Ah, I had presumed Type 1, which is my specialty. Your MD is probably correct in holding off on insulin for now, but she may well progress to Type 1 and need it eventually. See http://www.diabetesnet.com/diabetes_types/diabetes _type_15.php for a description of Type 1.5. This is a good site in general, run by a Type 1 friend who is also a diabetes educator. His book, Using Insulin, is a very good one for Type 1 patients.

I'd be interested to know what kind of med she is on. Without insulin, the only thing that would likely cause rapid hypo would be too much insulin stimulation, which reducing the dose should mediate, depending on what it is.

There is an extreme approach you can find at http://www.diabetes-solution.net/ that it sounds like she is, in effect, using now. For a Type 1.5, Bernstein's "minimize the challenge" approach makes some sense, though I think his reluctance to use Huma/Novo-log with Type 1 patients needless.

A case could be made, once an appropriate basal dose of insulin stimulating meds has been determined, to control glucose highs with Huma/Novo-log, after determining the appropriate insulin/carbo ratio (probably less than the 1 U/10 g I mentioned for type 1 patients). The advantage would be tailoring the dose to the carb quantity, which you can't do as easily with something like glyburide or metformin because the dose acts too long. This would lead to the hypo events you describe.
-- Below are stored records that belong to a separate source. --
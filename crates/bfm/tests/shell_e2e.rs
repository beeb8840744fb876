//! End-to-end tests for the interactive shell, driving the `bfm` binary
//! over stdin the way a user would.

// Integration tests have relaxed clippy settings for test infrastructure.
// Production code (src/) must use strict zero-unwrap/panic patterns.
#![allow(clippy::unwrap_used, clippy::expect_used, clippy::panic)]

use std::fs;

use assert_cmd::Command;
use predicates::prelude::*;
use tempfile::TempDir;

fn bfm() -> Command {
    Command::cargo_bin("bfm").expect("bfm binary builds")
}

/// Run the shell with the given stdin script and return captured stdout.
fn shell_stdout(stdin: &str) -> String {
    let output = bfm()
        .write_stdin(stdin.to_string())
        .output()
        .expect("bfm runs");
    assert!(output.status.success(), "bfm exited nonzero");
    String::from_utf8(output.stdout).expect("stdout is UTF-8")
}

#[test]
fn exit_terminates_cleanly() {
    bfm().write_stdin("en\nexit\n").assert().success();
}

#[test]
fn greeting_is_bilingual_and_language_choice_is_confirmed() {
    let stdout = shell_stdout("en\nexit\n");
    assert!(stdout.contains("Welcome to the BFM batch file manager!"));
    assert!(stdout.contains("¡Bienvenido al gestor de archivos por lotes BFM!"));
    assert!(stdout.contains("You have chosen English."));
}

#[test]
fn invalid_language_reprompts_until_valid() {
    let stdout = shell_stdout("de\nes\nexit\n");
    assert!(stdout.contains("Please type a valid language (en/es):"));
    assert!(stdout.contains("Por favor, escribe un idioma válido (en/es):"));
    assert!(stdout.contains("Has elegido Español."));
}

#[test]
fn help_lists_all_commands_in_registration_order() {
    let stdout = shell_stdout("en\nhelp\nexit\n");

    let copy_all_at = stdout
        .find("copyAll - Copy all files from one folder to another")
        .expect("copyAll is listed");
    let help_at = stdout
        .find("help - Lists all commands, or detailed information about a single command")
        .expect("help is listed");
    assert!(copy_all_at < help_at, "listing must follow registration order");
}

#[test]
fn help_for_single_command_prints_its_argument_table_only() {
    let stdout = shell_stdout("en\nhelp -command copyAll\nexit\n");

    assert!(stdout.contains("Arguments:"));
    assert!(stdout.contains("-source"));
    assert!(stdout.contains("aliases: -s -src"));
    assert!(stdout.contains("purpose: Path of the directory where files will be copied from"));
    assert!(stdout.contains("-destination"));
    assert!(stdout.contains("aliases: -d -dst"));
    assert!(stdout.contains("required: yes"));
    // help's own argument table must not appear
    assert!(!stdout.contains("Command to get information about"));
}

#[test]
fn help_selector_works_through_its_alias() {
    let stdout = shell_stdout("en\nhelp -cmd copyAll\nexit\n");
    assert!(stdout.contains("aliases: -s -src"));
}

#[test]
fn help_for_unknown_command_reports_lookup_failure() {
    let stdout = shell_stdout("en\nhelp -command frobnicate\nexit\n");
    assert!(stdout.contains("[Error]: Couldn't find any command named 'frobnicate'"));
}

#[test]
fn unknown_command_reports_not_found_and_shell_continues() {
    let stdout = shell_stdout("en\nfrobnicate\nhelp\nexit\n");
    assert!(stdout.contains("[Error]: Couldn't find any command named 'frobnicate'"));
    // The shell kept going after the error.
    assert!(stdout.contains("copyAll - Copy all files from one folder to another"));
}

#[test]
fn copy_all_reports_missing_required_arguments() {
    let stdout = shell_stdout("en\ncopyAll -source somewhere\nexit\n");
    assert!(stdout.contains("[Error]:"));
    assert!(stdout.contains("missing arguments"));
    assert!(stdout.contains("destination"));
}

#[test]
fn copy_all_with_empty_source_dir_fails_before_any_prompt() {
    let source = TempDir::new().expect("tempdir");
    let destination = TempDir::new().expect("tempdir");

    let script = format!(
        "en\ncopyAll -source {} -destination {}\nexit\n",
        source.path().display(),
        destination.path().display()
    );
    let stdout = shell_stdout(&script);

    assert!(stdout.contains("[Error]:"));
    assert!(stdout.contains("no files to copy"));
    // Failing before the confirmation prompt means no question was asked.
    assert!(!stdout.contains("[y/N]"));
}

#[test]
fn copy_all_copies_every_regular_file_after_confirmation() {
    let source = TempDir::new().expect("tempdir");
    let destination = TempDir::new().expect("tempdir");
    fs::write(source.path().join("a.txt"), "alpha").expect("write a");
    fs::write(source.path().join("b.txt"), "beta").expect("write b");
    fs::create_dir(source.path().join("nested")).expect("mkdir");

    let script = format!(
        "en\ncopyAll -source {} -destination {}\ny\nexit\n",
        source.path().display(),
        destination.path().display()
    );
    let stdout = shell_stdout(&script);

    assert!(stdout.contains("Copied a.txt"));
    assert!(stdout.contains("Copied b.txt"));
    assert!(stdout.contains("Copied 2 file(s)"));
    assert_eq!(
        fs::read_to_string(destination.path().join("a.txt")).expect("read a"),
        "alpha"
    );
    assert_eq!(
        fs::read_to_string(destination.path().join("b.txt")).expect("read b"),
        "beta"
    );
    // Subdirectories are skipped, not recursed into.
    assert!(!destination.path().join("nested").exists());
}

#[test]
fn copy_all_accepts_quoted_paths_with_spaces() {
    let workdir = TempDir::new().expect("tempdir");
    fs::create_dir(workdir.path().join("my folder")).expect("mkdir");
    fs::write(workdir.path().join("my folder").join("note.txt"), "hi").expect("write");

    let output = bfm()
        .current_dir(workdir.path())
        .write_stdin("en\ncopyAll -src \"my folder\" -dst out\ny\nexit\n")
        .output()
        .expect("bfm runs");
    assert!(output.status.success());
    let stdout = String::from_utf8(output.stdout).expect("stdout is UTF-8");

    assert!(stdout.contains("Copied note.txt"));
    assert_eq!(
        fs::read_to_string(workdir.path().join("out").join("note.txt")).expect("read copy"),
        "hi"
    );
}

#[test]
fn copy_all_declined_confirmation_copies_nothing() {
    let source = TempDir::new().expect("tempdir");
    let destination = TempDir::new().expect("tempdir");
    fs::write(source.path().join("a.txt"), "alpha").expect("write");

    let script = format!(
        "en\ncopyAll -source {} -destination {}\nn\nexit\n",
        source.path().display(),
        destination.path().display()
    );
    let stdout = shell_stdout(&script);

    assert!(stdout.contains("[Error]: copy cancelled"));
    assert!(!destination.path().join("a.txt").exists());
}

#[test]
fn copy_all_overwrites_conflicts_only_after_second_confirmation() {
    let source = TempDir::new().expect("tempdir");
    let destination = TempDir::new().expect("tempdir");
    fs::write(source.path().join("a.txt"), "new").expect("write");
    fs::write(destination.path().join("a.txt"), "old").expect("write");

    let script = format!(
        "en\ncopyAll -source {} -destination {}\ny\ny\nexit\n",
        source.path().display(),
        destination.path().display()
    );
    let stdout = shell_stdout(&script);

    assert!(stdout.contains("already exist"));
    assert_eq!(
        fs::read_to_string(destination.path().join("a.txt")).expect("read"),
        "new"
    );
}

#[test]
fn copy_all_declined_overwrite_leaves_destination_untouched() {
    let source = TempDir::new().expect("tempdir");
    let destination = TempDir::new().expect("tempdir");
    fs::write(source.path().join("a.txt"), "new").expect("write");
    fs::write(destination.path().join("a.txt"), "old").expect("write");

    let script = format!(
        "en\ncopyAll -source {} -destination {}\ny\nn\nexit\n",
        source.path().display(),
        destination.path().display()
    );
    let stdout = shell_stdout(&script);

    assert!(stdout.contains("[Error]: copy cancelled: destination files left untouched"));
    assert_eq!(
        fs::read_to_string(destination.path().join("a.txt")).expect("read"),
        "old"
    );
}

#[test]
fn empty_line_is_an_unknown_command() {
    bfm()
        .write_stdin("en\n\nexit\n")
        .assert()
        .success()
        .stdout(predicate::str::contains("[Error]: Couldn't find any command named ''"));
}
Most endocrinologists who deal with Type 2 patients are reluctant to think of insulin, though, mostlly because they think patients dont't want to inject. The state-of-the-art is moving toward using insulin sooner as patients move from Type 2 to 1, though, and it is much easier to control glucose with insulin because it does the job and gets out of the way, when administered in a proper basal/bolus regimen.